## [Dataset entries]
________________

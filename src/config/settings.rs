//! Application configuration

use anyhow::Result;
use log::info;
use raven_view_core::{ConfigError, DEFAULT_MESSAGE_LOG_CAPACITY, DEFAULT_TICK_MS, DEFAULT_WINDOW_CAPACITY};
use raven_view_types::{
    ChannelConfig, DisplayConfig, DisplaySource, FieldMetadata, FieldPurpose, FieldType,
    IndicatorConfig, SourceConfig, StatusColumns,
};
use serde::{Deserialize, Serialize};
use std::collections::HashSet;
use std::path::{Path, PathBuf};
use std::time::Duration;

use super::defaults::{
    raven_channels, raven_displays, raven_indicators, raven_status_columns, RAVEN_ROW_ARITY,
};

/// Current config format version
pub const CONFIG_VERSION: u32 = 1;

/// Everything the pipeline needs, fixed at start-up
#[derive(Debug, Clone, PartialEq, Serialize, Deserialize)]
pub struct AppConfig {
    /// Version of the config format
    #[serde(default = "default_version")]
    pub version: u32,
    /// Where rows come from
    #[serde(default)]
    pub source: SourceConfig,
    /// Scheduler tick interval in milliseconds
    #[serde(default = "default_tick_interval_ms")]
    pub tick_interval_ms: u64,
    /// Samples kept per channel
    #[serde(default = "default_window_capacity")]
    pub window_capacity: usize,
    /// Number of comma-separated columns in every row
    #[serde(default = "default_row_arity")]
    pub row_arity: usize,
    #[serde(default = "raven_channels")]
    pub channels: Vec<ChannelConfig>,
    #[serde(default = "raven_indicators")]
    pub indicators: Vec<IndicatorConfig>,
    #[serde(default = "raven_displays")]
    pub displays: Vec<DisplayConfig>,
    #[serde(default = "raven_status_columns")]
    pub status: StatusColumns,
    /// Operator messages retained in the status block
    #[serde(default = "default_message_log_capacity")]
    pub message_log_capacity: usize,
}

fn default_version() -> u32 {
    CONFIG_VERSION
}

fn default_tick_interval_ms() -> u64 {
    DEFAULT_TICK_MS
}

fn default_window_capacity() -> usize {
    DEFAULT_WINDOW_CAPACITY
}

fn default_row_arity() -> usize {
    RAVEN_ROW_ARITY
}

fn default_message_log_capacity() -> usize {
    DEFAULT_MESSAGE_LOG_CAPACITY
}

impl Default for AppConfig {
    fn default() -> Self {
        Self {
            version: CONFIG_VERSION,
            source: SourceConfig::default(),
            tick_interval_ms: default_tick_interval_ms(),
            window_capacity: default_window_capacity(),
            row_arity: default_row_arity(),
            channels: raven_channels(),
            indicators: raven_indicators(),
            displays: raven_displays(),
            status: raven_status_columns(),
            message_log_capacity: default_message_log_capacity(),
        }
    }
}

impl AppConfig {
    /// Load configuration from the user config directory.
    ///
    /// Falls back to the built-in RAVEN layout when no file exists.
    pub fn load() -> Result<Self> {
        let config_path = Self::config_path()?;

        if !config_path.exists() {
            info!("No config at {:?}, using built-in layout", config_path);
            return Ok(Self::default());
        }

        Self::load_from_path(&config_path)
    }

    /// Load configuration from a specific file path
    pub fn load_from_path(path: &Path) -> Result<Self> {
        let content = std::fs::read_to_string(path)?;
        let config = serde_json::from_str(&content)?;
        info!("Loaded config from {:?}", path);
        Ok(config)
    }

    /// Save configuration to a specific file path
    pub fn save_to_path(&self, path: &Path) -> Result<()> {
        // Ensure parent directory exists
        if let Some(parent) = path.parent() {
            std::fs::create_dir_all(parent)?;
        }

        let content = serde_json::to_string_pretty(self)?;
        std::fs::write(path, content)?;
        Ok(())
    }

    /// Get the configuration file path
    pub fn config_path() -> Result<PathBuf> {
        let dirs = directories::ProjectDirs::from("se", "ltu.raven", "raven-view")
            .ok_or_else(|| anyhow::anyhow!("Could not determine config directory"))?;

        Ok(dirs.config_dir().join("config.json"))
    }

    pub fn tick_interval(&self) -> Duration {
        Duration::from_millis(self.tick_interval_ms)
    }

    /// Columns that hold text rather than numbers
    pub fn text_columns(&self) -> Vec<usize> {
        self.status.message.into_iter().collect()
    }

    /// Every mapped column with what it feeds, ordered by column
    pub fn column_layout(&self) -> Vec<FieldMetadata> {
        let mut fields = Vec::new();

        for channel in &self.channels {
            fields.push(FieldMetadata::new(
                channel.column,
                format!("channel {}", channel.name),
                channel.unit.as_str(),
                FieldType::Numerical,
                FieldPurpose::ChannelValue,
            ));
        }
        for indicator in &self.indicators {
            fields.push(FieldMetadata::new(
                indicator.column,
                format!("indicator {}", indicator.name),
                "",
                FieldType::Flag,
                FieldPurpose::IndicatorFlag,
            ));
        }
        for display in &self.displays {
            if let DisplaySource::Column { column } = display.source {
                fields.push(FieldMetadata::new(
                    column,
                    format!("display {}", display.name),
                    display.unit.as_str(),
                    FieldType::Numerical,
                    FieldPurpose::DisplayValue,
                ));
            }
        }

        let status = [
            (self.status.controller_time, "controller_time", "ms", FieldType::Numerical, FieldPurpose::ControllerTime),
            (self.status.mode, "mode", "", FieldType::Code, FieldPurpose::Mode),
            (self.status.substate, "substate", "", FieldType::Code, FieldPurpose::Substate),
            (self.status.message, "message", "", FieldType::Text, FieldPurpose::Message),
        ];
        for (column, id, unit, field_type, purpose) in status {
            if let Some(column) = column {
                fields.push(FieldMetadata::new(
                    column,
                    format!("status {}", id),
                    unit,
                    field_type,
                    purpose,
                ));
            }
        }

        fields.sort_by_key(|f| f.column);
        fields
    }

    /// Check the configuration before anything is started
    pub fn validate(&self) -> Result<(), ConfigError> {
        if self.tick_interval_ms == 0 {
            return Err(ConfigError::ZeroInterval);
        }
        if self.window_capacity == 0 {
            return Err(ConfigError::ZeroWindow);
        }

        for field in self.column_layout() {
            if field.column >= self.row_arity {
                return Err(ConfigError::ColumnOutOfRange {
                    field: field.id,
                    column: field.column,
                    arity: self.row_arity,
                });
            }
        }

        if let Some(column) = self.status.message {
            let last = self.row_arity - 1;
            if column != last {
                return Err(ConfigError::MessageColumnNotLast { column, last });
            }
        }

        for display in &self.displays {
            if let DisplaySource::ChannelAverage { channel } = display.source {
                if channel >= self.channels.len() {
                    return Err(ConfigError::MissingChannel {
                        display: display.name.clone(),
                        channel,
                        channels: self.channels.len(),
                    });
                }
            }
            if !display.threshold.is_finite() {
                return Err(ConfigError::NonFiniteThreshold {
                    field: format!("display {}", display.name),
                });
            }
        }
        for channel in &self.channels {
            if !channel.warning_value.is_finite() {
                return Err(ConfigError::NonFiniteThreshold {
                    field: format!("channel {}", channel.name),
                });
            }
        }

        check_unique("channel", self.channels.iter().map(|c| c.name.as_str()))?;
        check_unique("indicator", self.indicators.iter().map(|i| i.name.as_str()))?;
        check_unique("display", self.displays.iter().map(|d| d.name.as_str()))?;

        Ok(())
    }
}

fn check_unique<'a>(kind: &'static str, names: impl Iterator<Item = &'a str>) -> Result<(), ConfigError> {
    let mut seen = HashSet::new();
    for name in names {
        if !seen.insert(name) {
            return Err(ConfigError::DuplicateName {
                kind,
                name: name.to_string(),
            });
        }
    }
    Ok(())
}

#[cfg(test)]
mod tests {
    use super::*;

    #[test]
    fn test_default_layout_is_valid() {
        let config = AppConfig::default();
        assert_eq!(config.validate(), Ok(()));
        assert_eq!(config.channels.len(), 8);
        assert_eq!(config.tick_interval(), Duration::from_millis(16));
        assert_eq!(config.text_columns(), vec![21]);
    }

    #[test]
    fn test_partial_json_fills_defaults() {
        let config: AppConfig =
            serde_json::from_str(r#"{"tick_interval_ms": 50, "window_capacity": 10}"#).unwrap();
        assert_eq!(config.tick_interval_ms, 50);
        assert_eq!(config.window_capacity, 10);
        assert_eq!(config.row_arity, RAVEN_ROW_ARITY);
        assert_eq!(config.indicators.len(), 3);
        assert_eq!(config.source.source_type(), "log_file");
    }

    #[test]
    fn test_save_and_load_round_trip() {
        let dir = tempfile::tempdir().unwrap();
        let path = dir.path().join("nested").join("config.json");
        let config = AppConfig {
            window_capacity: 3,
            ..AppConfig::default()
        };
        config.save_to_path(&path).unwrap();

        let loaded = AppConfig::load_from_path(&path).unwrap();
        assert_eq!(loaded, config);
    }

    #[test]
    fn test_column_beyond_arity_is_rejected() {
        let mut config = AppConfig::default();
        config.channels[0].column = 22;
        assert!(matches!(
            config.validate(),
            Err(ConfigError::ColumnOutOfRange { column: 22, arity: 22, .. })
        ));
    }

    #[test]
    fn test_display_needs_existing_channel() {
        let mut config = AppConfig::default();
        config.displays[0].source = DisplaySource::ChannelAverage { channel: 8 };
        assert!(matches!(
            config.validate(),
            Err(ConfigError::MissingChannel { channel: 8, .. })
        ));
    }

    #[test]
    fn test_message_column_must_be_last() {
        let mut config = AppConfig::default();
        config.status.message = Some(20);
        config.status.substate = None;
        assert_eq!(
            config.validate(),
            Err(ConfigError::MessageColumnNotLast {
                column: 20,
                last: 21
            })
        );
    }

    #[test]
    fn test_zero_window_and_interval() {
        let config = AppConfig {
            window_capacity: 0,
            ..AppConfig::default()
        };
        assert_eq!(config.validate(), Err(ConfigError::ZeroWindow));

        let config = AppConfig {
            tick_interval_ms: 0,
            ..AppConfig::default()
        };
        assert_eq!(config.validate(), Err(ConfigError::ZeroInterval));
    }

    #[test]
    fn test_duplicate_and_non_finite() {
        let mut config = AppConfig::default();
        config.indicators[1].name = "heating_blanket".to_string();
        assert!(matches!(
            config.validate(),
            Err(ConfigError::DuplicateName { kind: "indicator", .. })
        ));

        let mut config = AppConfig::default();
        config.displays[2].threshold = f64::NAN;
        assert!(matches!(
            config.validate(),
            Err(ConfigError::NonFiniteThreshold { .. })
        ));
    }

    #[test]
    fn test_column_layout_is_sorted() {
        let layout = AppConfig::default().column_layout();
        assert!(layout.windows(2).all(|w| w[0].column <= w[1].column));
        assert_eq!(layout.first().map(|f| f.column), Some(2));
        assert_eq!(layout.last().map(|f| f.purpose), Some(FieldPurpose::Message));
    }
}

________________

## [What you will do]
Copy out each line of the data that holds the string "ZeroWindow".

## [Problem solution]
            return Err(ConfigError::ZeroWindow);
        assert_eq!(config.validate(), Err(ConfigError::ZeroWindow));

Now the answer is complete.